Weather prediction became an important part of colonial rule in Hong Kong. This study of the developing design priorities of the buildings that enabled that was shortlisted in the President’s Awards for Research

The Hong Kong Observatory in Kowloon was completed in 1884, here seen in 1951.
The Hong Kong Observatory in Kowloon was completed in 1884, here seen in 1951. Credit: Hong Kong Observatory HKSAR

In what ways do buildings engage in moments of social, economic, and political change? It’s a question that may seem particularly relevant and urgent today; it also forms the basis of my continuing research into the history of Hong Kong’s built environment. A look back through the city’s development reveals numerous and recurring periods of physical, environmental, financial, geopolitical, and viral destabilisation.
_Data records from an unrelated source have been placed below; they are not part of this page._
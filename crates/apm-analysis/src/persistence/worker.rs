// Copyright 2023-Present Datadog, Inc. https://www.datadoghq.com/
// SPDX-License-Identifier: Apache-2.0

use std::collections::HashMap;
use std::sync::{Arc, Mutex};

use async_trait::async_trait;
use tracing::{debug, warn};

use super::PersistenceDao;
use crate::errors::StorageError;
use crate::graph::{Next, Worker, WorkerId};
use crate::record::AggregationRecord;

/// Outcome of one [`Flushable::flush_and_switch`].
#[derive(Clone, Copy, Debug, Default, PartialEq, Eq)]
pub struct FlushReport {
    pub inserted: usize,
    pub updated: usize,
    /// Records put back in the buffer because their stored value could not
    /// be read.
    pub deferred: usize,
}

impl FlushReport {
    #[must_use]
    pub fn is_empty(&self) -> bool {
        self.inserted == 0 && self.updated == 0 && self.deferred == 0
    }
}

/// A persistence buffer as seen by the flush timer.
#[async_trait]
pub trait Flushable: Send + Sync {
    fn name(&self) -> &str;

    async fn flush_and_switch(&self) -> Result<FlushReport, StorageError>;
}

struct PersistenceBuffer<T> {
    name: String,
    need_merge_db_data: bool,
    dao: Arc<dyn PersistenceDao<T>>,
    buffer: Mutex<HashMap<String, T>>,
    flush_lock: tokio::sync::Mutex<()>,
}

impl<T: AggregationRecord> PersistenceBuffer<T> {
    fn merge_into(buffer: &mut HashMap<String, T>, record: T) {
        match buffer.get_mut(record.id()) {
            Some(existing) => existing.merge(&record),
            None => {
                buffer.insert(record.id().to_string(), record);
            }
        }
    }

    fn buffer(&self, record: T) {
        #[allow(clippy::expect_used)]
        let mut buffer = self.buffer.lock().expect("lock poisoned");
        Self::merge_into(&mut buffer, record);
    }

    fn switch(&self) -> HashMap<String, T> {
        #[allow(clippy::expect_used)]
        let mut buffer = self.buffer.lock().expect("lock poisoned");
        std::mem::take(&mut *buffer)
    }

    fn pending(&self) -> usize {
        #[allow(clippy::expect_used)]
        let buffer = self.buffer.lock().expect("lock poisoned");
        buffer.len()
    }

    async fn flush(&self) -> Result<FlushReport, StorageError> {
        let _in_flight = self.flush_lock.lock().await;

        let swapped = self.switch();
        if swapped.is_empty() {
            return Ok(FlushReport::default());
        }

        let mut inserts = Vec::new();
        let mut updates = Vec::new();
        let mut deferred = Vec::new();
        for (id, mut record) in swapped {
            if !self.need_merge_db_data {
                inserts.push(record);
                continue;
            }
            match self.dao.get(&id).await {
                Ok(Some(stored)) => {
                    record.merge(&stored);
                    updates.push(record);
                }
                Ok(None) => inserts.push(record),
                Err(e) => {
                    warn!("{}: deferring {id} to the next flush: {e}", self.name);
                    deferred.push(record);
                }
            }
        }

        let report = FlushReport {
            inserted: inserts.len(),
            updated: updates.len(),
            deferred: deferred.len(),
        };

        if !deferred.is_empty() {
            #[allow(clippy::expect_used)]
            let mut buffer = self.buffer.lock().expect("lock poisoned");
            for record in deferred {
                Self::merge_into(&mut buffer, record);
            }
        }

        let mut batch = Vec::with_capacity(2);
        if !inserts.is_empty() {
            batch.push(self.dao.prepare_batch_insert(inserts));
        }
        if !updates.is_empty() {
            batch.push(self.dao.prepare_batch_update(updates));
        }
        if !batch.is_empty() {
            self.dao.submit(batch).await?;
        }

        debug!(
            "{}: flushed {} inserts and {} updates",
            self.name, report.inserted, report.updated
        );
        Ok(report)
    }
}

/// Buffers records of one table and granularity until the next flush.
///
/// Records with the same id are merged in the buffer. Each incoming record
/// is also forwarded as-is so the next granularity can fold the same delta.
pub struct PersistenceWorker<T> {
    id: WorkerId,
    inner: Arc<PersistenceBuffer<T>>,
}

impl<T: AggregationRecord> PersistenceWorker<T> {
    #[must_use]
    pub fn new(
        id: WorkerId,
        name: impl Into<String>,
        dao: Arc<dyn PersistenceDao<T>>,
        need_merge_db_data: bool,
    ) -> Self {
        Self {
            id,
            inner: Arc::new(PersistenceBuffer {
                name: name.into(),
                need_merge_db_data,
                dao,
                buffer: Mutex::new(HashMap::new()),
                flush_lock: tokio::sync::Mutex::new(()),
            }),
        }
    }

    /// Flush side of this worker, to hand to a
    /// [`PersistenceTimer`](super::PersistenceTimer).
    #[must_use]
    pub fn handle(&self) -> PersistenceHandle<T> {
        PersistenceHandle {
            inner: Arc::clone(&self.inner),
        }
    }
}

#[async_trait]
impl<T: AggregationRecord> Worker<T> for PersistenceWorker<T> {
    fn id(&self) -> WorkerId {
        self.id
    }

    fn name(&self) -> &str {
        &self.inner.name
    }

    async fn on_work(&mut self, record: T, next: &Next<T>) {
        if next.is_empty() {
            self.inner.buffer(record);
        } else {
            self.inner.buffer(record.clone());
            next.forward(record);
        }
    }
}

pub struct PersistenceHandle<T> {
    inner: Arc<PersistenceBuffer<T>>,
}

impl<T> Clone for PersistenceHandle<T> {
    fn clone(&self) -> Self {
        Self {
            inner: Arc::clone(&self.inner),
        }
    }
}

impl<T: AggregationRecord> PersistenceHandle<T> {
    /// Number of distinct ids waiting for the next flush.
    #[must_use]
    pub fn pending(&self) -> usize {
        self.inner.pending()
    }
}

#[async_trait]
impl<T: AggregationRecord> Flushable for PersistenceHandle<T> {
    fn name(&self) -> &str {
        &self.inner.name
    }

    async fn flush_and_switch(&self) -> Result<FlushReport, StorageError> {
        self.inner.flush().await
    }
}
I’m particularly interested in how these disturbances may have shaped architectural and urban design, practice and discourse, as well as the extent to which architecture itself contributed to them.

It was through this research that I began to study the history of weather observation in colonial-era Hong Kong and the spaces designed to produce meteorological knowledge about the port and its environs. Meteorological observation was an important science in late-19th century colonial Hong Kong – one that contributed to the port’s social life, economic activity, and governance. Much of this data collection took place in and around observatories, which were physical sites composed of buildings, instruments, and terrain designed to capture atmospheric and meteorological data over time. There’s relatively little architectural historical study of these buildings in relation to Hong Kong or elsewhere. I focused on addressing this gap.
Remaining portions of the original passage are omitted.